By that I mean theory that are most unlikely to be true, not just based on your own understanding or perception of things but perhaps more importantly, that it has not been proven.

Let me start:

_The cello suites of J. S. Bach were not composed by him but by his wife Anna Magdalena Bach. _ :lol:

_Mozart, his wife and his student Süssmayr were a ménage à trois _


----------



## KenOC (Mar 7, 2011)

Stuff like _This work was clearly written in anticipation of the horrors of World War II_.


----------



## Blancrocher (Jul 6, 2013)

Can we mention numerological studies of Bach, or is there a separate thread for that?


----------



## Joris (Jan 13, 2013)

"[Beethoven's 9th] finally explodes in the throttling murderous rage of a rapist incapable of attaining release"

Susan McClary, 1987


----------



## KenOC (Mar 7, 2011)

Joris said:


> "[Beethoven's 9th] finally explodes in the throttling murderous rage of a rapist incapable of attaining release"

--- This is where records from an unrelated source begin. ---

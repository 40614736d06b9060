//! AST node types for the ADQL grammar.
//!
//! ADQL (Astronomical Data Query Language) is the SQL dialect used by
//! astronomical catalog services. `adql-parser` produces trees of these
//! nodes; every node is an immutable, independently owned value with no
//! back-references or sharing. All types implement [`fmt::Display`] so that
//! a parsed tree renders back to source text that re-parses to an equal
//! tree.

mod display;

// ---------------------------------------------------------------------------
// Identifiers and qualified names
// ---------------------------------------------------------------------------

/// A single naming unit.
///
/// Regular identifiers start with an ASCII letter and continue with ASCII
/// letters, digits, and underscores. Delimited identifiers are enclosed in
/// double quotes and may contain arbitrary characters; an embedded `"` is
/// written as `""` and stored decoded.
#[derive(Debug, Clone, PartialEq, Eq, Hash)]
pub enum Identifier {
    /// Unquoted identifier, e.g. `gaia_source`.
    Regular(String),
    /// Double-quoted identifier with escapes already folded, e.g.
    /// `"proper motion"`.
    Delimited(String),
}

impl Identifier {
    /// The decoded name text, regardless of quoting form.
    #[must_use]
    pub fn name(&self) -> &str {
        match self {
            Self::Regular(s) | Self::Delimited(s) => s,
        }
    }
}

/// A possibly-qualified table name like `gaiadr3.gaia_source` or
/// `ivoa.obscore.main`.
#[derive(Debug, Clone, PartialEq, Eq, Hash)]
pub struct TableName {
    /// Optional catalog qualifier (present only when a schema is too).
    pub catalog: Option<Identifier>,
    /// Optional schema qualifier.
    pub schema: Option<Identifier>,
    /// The table itself.
    pub table: Identifier,
}

impl TableName {
    /// Create an unqualified table name.
    #[must_use]
    pub fn bare(table: Identifier) -> Self {
        Self {
            catalog: None,
            schema: None,
            table,
        }
    }

    /// Build a table name from a dot-separated identifier sequence, assigning
    /// parts from the right: the last is the table, then schema, then
    /// catalog. Returns `None` for an empty sequence.
    ///
    /// Sequences longer than three silently drop their leading segments.
    #[must_use]
    pub fn from_parts(parts: Vec<Identifier>) -> Option<Self> {
        let mut rev = parts.into_iter().rev();
        let table = rev.next()?;
        let schema = rev.next();
        let catalog = rev.next();
        Some(Self {
            catalog,
            schema,
            table,
        })
    }
}

/// A reference to a column, possibly qualified by a table name.
#[derive(Debug, Clone, PartialEq, Eq, Hash)]
pub struct ColumnReference {
    /// Optional table qualifier, itself possibly catalog/schema qualified.
    pub table_name: Option<TableName>,
    /// The column itself.
    pub column_name: Identifier,
}

impl ColumnReference {
    /// Create an unqualified column reference.
    #[must_use]
    pub fn bare(column_name: Identifier) -> Self {
        Self {
            table_name: None,
            column_name,
        }
    }

    /// Build a column reference from a dot-separated identifier sequence by
    /// the same right-to-left rule as [`TableName::from_parts`], one level
    /// deeper: the last part is the column, the rest (up to three) form the
    /// embedded table name. Returns `None` for an empty sequence.
    #[must_use]
    pub fn from_parts(mut parts: Vec<Identifier>) -> Option<Self> {
        let column_name = parts.pop()?;
        let table_name = TableName::from_parts(parts);
        Some(Self {
            table_name,
            column_name,
        })
    }
}

// ---------------------------------------------------------------------------
// Literals
// ---------------------------------------------------------------------------

/// An unsigned literal value.
#[derive(Debug, Clone, PartialEq)]
pub enum UnsignedLiteral {
    /// Decimal integer literal: `123`.
    Int(i64),
    /// Decimal floating-point literal: `123.45`, `.45`.
    Double(f64),
    /// Hexadecimal literal: `0x1A`.
    Hexadecimal(u64),
    /// Single-quoted string literal with `''` escapes folded: `'isn''t'`.
    String(String),
    /// Sentinel for a syntactically well-formed hexadecimal literal whose
    /// value cannot be represented (overflow, or no digits after `0x`).
    /// Distinguishes "matched but uninterpretable" from "grammar did not
    /// match"; callers surface it as a semantic error.
    Error,
}

// ---------------------------------------------------------------------------
// Value expressions
// ---------------------------------------------------------------------------

/// A value expression.
///
/// Only the numeric arm exists today; string, boolean, and geometry value
/// expressions are future grammar work.
#[derive(Debug, Clone, PartialEq)]
pub enum ValueExpression {
    Numeric(NumericValueExpression),
}

/// The leaf level of the expression grammar.
///
/// `Parenthesized` is the sole recursive edge back to [`ValueExpression`];
/// the `Box` provides the indirection that closes the type cycle.
#[derive(Debug, Clone, PartialEq)]
pub enum ValueExpressionPrimary {
    Literal(UnsignedLiteral),
    ColumnRef(ColumnReference),
    Parenthesized(Box<ValueExpression>),
}

/// A signed primary: an optional unary `+`/`-` applied to a primary.
///
/// The sign is `1.0` or `-1.0`; an absent sign reads as `1.0`.
#[derive(Debug, Clone, PartialEq)]
pub struct Factor {
    pub sign: f64,
    pub operand: ValueExpressionPrimary,
}

impl Factor {
    /// A factor with no written sign.
    #[must_use]
    pub fn unsigned(operand: ValueExpressionPrimary) -> Self {
        Self { sign: 1.0, operand }
    }
}

/// A multiplicative expression: factors left-folded over `*` and `/`.
#[derive(Debug, Clone, PartialEq)]
pub enum Term {
    Factor(Factor),
    Multiplication(Box<Term>, Factor),
    Division(Box<Term>, Factor),
}

/// A numeric value expression: terms combined by `~`, `&`, `^`, `|`, `+`,
/// and `-`.
///
/// Precedence, tightest first: `*`/`/` (inside [`Term`]), `~`, `&`, `^`,
/// `|`, then `+`/`-`. Binary levels are left-associative. Placing the
/// additive operators loosest is the ADQL bitwise-extension design, not
/// C-style precedence.
#[derive(Debug, Clone, PartialEq)]
pub enum NumericValueExpression {
    Term(Term),
    BitwiseNot(Box<NumericValueExpression>),
    BitwiseAnd(Box<NumericValueExpression>, Box<NumericValueExpression>),
    BitwiseXor(Box<NumericValueExpression>, Box<NumericValueExpression>),
    BitwiseOr(Box<NumericValueExpression>, Box<NumericValueExpression>),
    Addition(Box<NumericValueExpression>, Box<NumericValueExpression>),
    Subtraction(Box<NumericValueExpression>, Box<NumericValueExpression>),
}

impl NumericValueExpression {
    /// Wrap a bare factor as a full expression. Convenience for building
    /// expected trees in tests.
    #[must_use]
    pub fn from_factor(factor: Factor) -> Self {
        Self::Term(Term::Factor(factor))
    }
}

// ---------------------------------------------------------------------------
// Set functions
// ---------------------------------------------------------------------------

/// An aggregate function name.
#[derive(Debug, Clone, Copy, PartialEq, Eq, Hash)]
pub enum SetFunction {
    Average,
    Count,
    Maximum,
    Minimum,
    Sum,
}

/// The `DISTINCT` / `ALL` quantifier inside a set-function call. Absence is
/// modeled as `Option<SetQuantifier>` at the use site.
#[derive(Debug, Clone, Copy, PartialEq, Eq, Hash)]
pub enum SetQuantifier {
    Distinct,
    All,
}

/// A set-function call.
#[derive(Debug, Clone, PartialEq, Eq, Hash)]
pub enum SetFunctionSpecification {
    /// The special form `COUNT(*)`.
    CountAll,
    /// A general call like `MAX(DISTINCT )`. The argument expression slot is
    /// reserved until the statement grammar wires set functions into value
    /// expressions.
    General {
        function: SetFunction,
        quantifier: Option<SetQuantifier>,
    },
}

Letter from Beethoven to Schindler, 1824: "Check out what I do at the transition to the recap in my new symphony. That'll give lady musicologists in the future something to talk about, and maybe even stoke their fantasies a bit!"


----------



## Huilunsoittaja (Apr 6, 2010)

I heard a theory that the Orchestra Suite no. 2 by Bach was not intended for flute and orchestra, but actually *oboe *and orchestra.

Preposterous! :tiphat:


----------



## brianvds (May 1, 2013)

Huilunsoittaja said:


> I heard a theory that the Orchestra Suite no. 2 by Bach was not intended for flute and orchestra, but actually *oboe *and orchestra.

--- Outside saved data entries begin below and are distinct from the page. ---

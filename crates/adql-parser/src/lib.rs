//! Recursive descent parser for the ADQL grammar.
//!
//! ADQL is the SQL-like query language of astronomical catalog services.
//! This crate parses its naming, literal, numeric value-expression, and
//! set-function sublanguages into `adql-ast` trees. Each entry point is a
//! pure function from an input slice to an AST plus the remaining
//! unconsumed input; alternation backtracks fully, so a failed alternative
//! never leaks partial consumption into the next one.
//!
//! The top-level statement grammar (SELECT/FROM/WHERE assembly) is not built
//! yet; it will consume these entry points as sub-parsers.

mod cursor;
mod error;
mod expr;
mod func;
mod ident;
mod literal;
pub mod position;

use adql_ast::{
    ColumnReference, Identifier, NumericValueExpression, SetFunctionSpecification, TableName,
    UnsignedLiteral, ValueExpression,
};
use tracing::{debug, trace};

use crate::cursor::Cursor;
pub use crate::error::ParseError;

fn run<'a, T>(
    input: &'a str,
    rule: &'static str,
    parse: impl FnOnce(&mut Cursor<'a>) -> Result<T, ParseError>,
) -> Result<(T, &'a str), ParseError> {
    let mut cursor = Cursor::new(input);
    match parse(&mut cursor) {
        Ok(ast) => {
            trace!(rule, consumed = cursor.pos(), "parse succeeded");
            Ok((ast, cursor.rest()))
        }
        Err(err) => {
            debug!(rule, %err, "parse failed");
            Err(err)
        }
    }
}

/// Parse an identifier (regular or delimited).
///
/// Returns the node and the remaining input.
pub fn parse_identifier(input: &str) -> Result<(Identifier, &str), ParseError> {
    run(input, "identifier", ident::identifier)
}

/// Parse a table name of up to three dot-separated identifiers.
pub fn parse_table_name(input: &str) -> Result<(TableName, &str), ParseError> {
    run(input, "table_name", ident::table_name)
}

/// Parse a column reference of up to four dot-separated identifiers.
pub fn parse_column_reference(input: &str) -> Result<(ColumnReference, &str), ParseError> {
    run(input, "column_reference", ident::column_reference)
}

/// Parse an unsigned literal: hexadecimal, double, integer, or string.
pub fn parse_unsigned_literal(input: &str) -> Result<(UnsignedLiteral, &str), ParseError> {
    run(input, "unsigned_literal", literal::unsigned_literal)
}

/// Parse a numeric value expression.
pub fn parse_numeric_value_expression(
    input: &str,
) -> Result<(NumericValueExpression, &str), ParseError> {
    run(
        input,
        "numeric_value_expression",
        expr::numeric_value_expression,
    )
}

/// Parse a value expression. Currently equivalent to the numeric grammar;
/// string, boolean, and geometry arms are future work.
pub fn parse_value_expression(input: &str) -> Result<(ValueExpression, &str), ParseError> {
    run(input, "value_expression", expr::value_expression)
}

/// Parse a set-function specification: `COUNT(*)` or a general call.
pub fn parse_set_function_specification(
    input: &str,
) -> Result<(SetFunctionSpecification, &str), ParseError> {
    run(
        input,
        "set_function_specification",
        func::set_function_specification,
    )
}

#[cfg(test)]
mod tests {
    use super::*;

    #[test]
    fn test_entry_points_return_remaining_input() {
        let (id, rest) = parse_identifier("ra, dec").unwrap();
        assert_eq!(id, Identifier::Regular("ra".to_owned()));
        assert_eq!(rest, ", dec");

        let (lit, rest) = parse_unsigned_literal("123 + 4").unwrap();
        assert_eq!(lit, UnsignedLiteral::Int(123));
        assert_eq!(rest, " + 4");

        let (_, rest) = parse_numeric_value_expression("1 + 2 FROM stars").unwrap();
        assert_eq!(rest, " FROM stars");
    }

    #[test]
    fn test_failure_reports_line_and_column() {
        let err = parse_numeric_value_expression("(1 +\n 2").unwrap_err();
        // The missing ')' is discovered at the end of line 2.
        assert_eq!(err.line, 2);
        assert_eq!(err.rule, "value_expression_primary");
    }

    #[test]
    fn test_failure_offset_locates_residual_input() {
        let src = "123abc";
        let err = parse_identifier(src).unwrap_err();
        assert_eq!(&src[err.offset..], "123abc");
    }

    #[test]
    fn test_value_expression_wraps_numeric() {
        let (expr, _) = parse_value_expression("5 + 3").unwrap();
        let ValueExpression::Numeric(_) = expr;
    }

    mod roundtrip {
        use super::*;

        /// Parse, render, re-parse, and compare both trees and renderings.
        fn assert_expr_roundtrip(src: &str) {
            let (ast, rest) = parse_numeric_value_expression(src).unwrap();
            assert_eq!(rest, "", "input not fully consumed: {src}");
            let rendered = ast.to_string();
            let (ast2, rest2) = parse_numeric_value_expression(&rendered).unwrap();
            assert_eq!(rest2, "", "rendering not fully consumed: {rendered}");
            assert_eq!(ast, ast2, "round-trip changed the tree for {src}");
            assert_eq!(rendered, ast2.to_string());
        }

        #[test]
        fn test_expression_roundtrip() {
            for src in [
                "42",
                "123.45",
                ".45",
                "0x1A",
                "'isn''t'",
                "-5",
                "1 * 2 * 3",
                "5 + 3 * 2",
                "(5 + 3) * 2",
                "~42 & 10",
                "1 | 2 ^ 3 & 4",
                "t.ra + s.t.dec",
                "\"proper motion\" / 2.0",
            ] {
                assert_expr_roundtrip(src);
            }
        }

        #[test]
        fn test_set_function_roundtrip() {
            for src in ["COUNT ( * )", "MAX (DISTINCT )", "AVG ( )", "SUM(ALL)"] {
                let (ast, rest) = parse_set_function_specification(src).unwrap();
                assert_eq!(rest, "");
                let rendered = ast.to_string();
                let (ast2, _) = parse_set_function_specification(&rendered).unwrap();
                assert_eq!(ast, ast2);
            }
        }

        #[test]
        fn test_error_sentinel_rendering_reparses_to_sentinel() {
            let (ast, _) = parse_unsigned_literal("0xFFFFFFFFFFFFFFFFFF").unwrap();
            assert_eq!(ast, UnsignedLiteral::Error);
            let (ast2, _) = parse_unsigned_literal(&ast.to_string()).unwrap();
            assert_eq!(ast2, UnsignedLiteral::Error);
        }
    }

    // -----------------------------------------------------------------------
    // Proptest: render/re-parse fixpoint over generated inputs
    // -----------------------------------------------------------------------

    mod proptest_roundtrip {
        use proptest::prelude::*;

        use super::*;

        fn arb_regular_ident() -> BoxedStrategy<String> {
            prop::string::string_regex("[a-z][a-z0-9_]{0,8}")
                .expect("valid regex")
                .boxed()
        }

        /// A literal as source text.
        fn arb_literal() -> BoxedStrategy<String> {
            prop_oneof![
                any::<u32>().prop_map(|n| n.to_string()),
                (0u32..10_000, 0u32..100).prop_map(|(a, b)| format!("{a}.{b}")),
                (0u64..=u64::MAX).prop_map(|v| format!("0x{v:X}")),
                arb_regular_ident().prop_map(|s| format!("'{s}'")),
            ]
            .boxed()
        }

        /// An expression as source text, of bounded depth.
        fn arb_expr(depth: u32) -> BoxedStrategy<String> {
            if depth == 0 {
                prop_oneof![
                    arb_literal(),
                    arb_regular_ident(),
                    (arb_regular_ident(), arb_regular_ident())
                        .prop_map(|(t, c)| format!("{t}.{c}")),
                ]
                .boxed()
            } else {
                let sub = arb_expr(depth - 1);
                prop_oneof![
                    3 => arb_expr(0),
                    3 => (sub.clone(), prop_oneof![
                        Just("+"), Just("-"), Just("*"), Just("/"),
                        Just("&"), Just("^"), Just("|"),
                    ], arb_expr(depth - 1))
                        .prop_map(|(l, op, r)| format!("{l} {op} {r}")),
                    1 => sub.clone().prop_map(|e| format!("({e})")),
                    1 => arb_expr(0).prop_map(|e| format!("~{e}")),
                    1 => arb_expr(0).prop_map(|e| format!("-({e})")),
                ]
                .boxed()
            }
        }

        proptest! {
            #[test]
            fn test_regular_identifier_roundtrip(name in arb_regular_ident()) {
                let (id, rest) = parse_identifier(&name).unwrap();
                prop_assert_eq!(rest, "");
                prop_assert_eq!(id.to_string(), name);
            }

            #[test]
            fn test_delimited_identifier_roundtrip(name in "[ -~]{0,12}") {
                let encoded = format!("\"{}\"", name.replace('"', "\"\""));
                let (id, rest) = parse_identifier(&encoded).unwrap();
                prop_assert_eq!(rest, "");
                prop_assert_eq!(&id, &Identifier::Delimited(name));
                prop_assert_eq!(id.to_string(), encoded);
            }

            #[test]
            fn test_string_literal_roundtrip(text in "[ -~]{0,12}") {
                let encoded = format!("'{}'", text.replace('\'', "''"));
                let (lit, rest) = parse_unsigned_literal(&encoded).unwrap();
                prop_assert_eq!(rest, "");
                prop_assert_eq!(lit, UnsignedLiteral::String(text));
            }

            #[test]
            fn test_expression_render_fixpoint(src in arb_expr(3)) {
                let (ast, rest) = parse_numeric_value_expression(&src).unwrap();
                prop_assert_eq!(rest, "", "input not fully consumed: {}", src);
                let rendered = ast.to_string();
                let (ast2, rest2) = parse_numeric_value_expression(&rendered).unwrap();
                prop_assert_eq!(rest2, "");
                prop_assert_eq!(&ast, &ast2, "round-trip changed the tree");
                prop_assert_eq!(rendered, ast2.to_string());
            }
        }
    }
}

And that was because his penny whistle player had died.

Fortunately, with Bach the beauty lies mainly in the structure, so you can play his work on any instrument and it still sounds good.


----------



## Rapide (Oct 11, 2011)

KenOC said:


> Stuff like _This work was clearly written in anticipation of the horrors of World War II_.


What - like Wagner's opera _Rienzi_?! :lol:


----------



## Guest (Sep 1, 2013)

Viola players are thick! well maybe not PC but undoubtedly correct.


----------



## Cosmos (Jun 28, 2013)

So apparently Wagner didn't rip off Lord of the Rings like I always thought


----------



## Garlic (May 3, 2013)

Schoenberg started writing atonal music because he was incapable of writing good tunes (yes, I have heard this, from several different people)

Haydn actually wrote some/all of Mozart and Beethoven's music (I believe there's a thread on this in the archives)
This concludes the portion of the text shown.